Tuesday, February 23rd, 2010

I’ve got the gardening itch, but the only thing that really continues to grow outside is kale. I found this recipe for crispy kale via notmartha.org.

It was delicious. If I still followed the Atkins Diet, this dish would be my potato chip substitute. The only change I would make is to wait until minute 14 to start checking for crispiness if you have a large amount of kale. It really shrinks up in the oven.

blogging patterns, spool hooks, and a carrot

Saturday, February 20th, 2010

If you’re going to keep a blog, you really need to keep up with it. I make a mental list of things to blog about, take pictures at that event, and remind myself to blog about the event. After time the event stagnates in my head, but the first thing in my mental queue has to be kicked out before I can even think about writing the next one.

Now is the time for a reboot! I’m just going to clear out the queue and start from what happened yesterday.

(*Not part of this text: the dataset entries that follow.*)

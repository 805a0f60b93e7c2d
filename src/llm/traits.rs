//! LLM 客户端抽象
//!
//! 所有后端（OpenAI 兼容 / Mock / 脚本化）实现 LlmClient；错误区分「网络/超时」与「后端拒绝」，
//! 推理客户端据此选择退避还是跳过。

use async_trait::async_trait;
use thiserror::Error;

use crate::memory::Message;

#[derive(Error, Debug, Clone, PartialEq)]
pub enum LlmError {
    /// 网络、5xx、响应解析失败
    #[error("LLM transport error: {0}")]
    Transport(String),

    /// 内容过滤、安全拦截、鉴权失败等
    #[error("LLM rejected request: {0}")]
    Rejected(String),
}

/// LLM 客户端 trait：单次非流式完成
#[async_trait]
pub trait LlmClient: Send + Sync {
    async fn complete(&self, messages: &[Message]) -> Result<String, LlmError>;

    /// 获取累计 token 使用统计：(prompt_tokens, completion_tokens, total_tokens)
    /// 默认返回 (0, 0, 0)，具体实现可覆盖
    fn token_usage(&self) -> (u64, u64, u64) {
        (0, 0, 0)
    }
}

/// 嵌入提供方：供语义索引使用
#[async_trait]
pub trait EmbeddingProvider: Send + Sync {
    async fn embed(&self, text: &str) -> Result<Vec<f32>, LlmError>;
}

Since I’m a knitter, I have a number of cold weather scarves. Scarves are easily lost during the season to the bottom of the coat rack. The solution is to create an individual hook.

I buy a lot of 3M Command hooks. You can apply the adhesive strips to almost any surface, and they hold up to 3 lbs. The smaller strips hold less. Each package comes with a few extra adhesive strips, so I thought it would be fun to use them up.

It occurred to me that a spool would make a good hook because the white plastic spool seems to be made out of the same material as the hooks. I would never put a heavy jacket on the spool because it just isn’t engineered to distribute the weight correctly.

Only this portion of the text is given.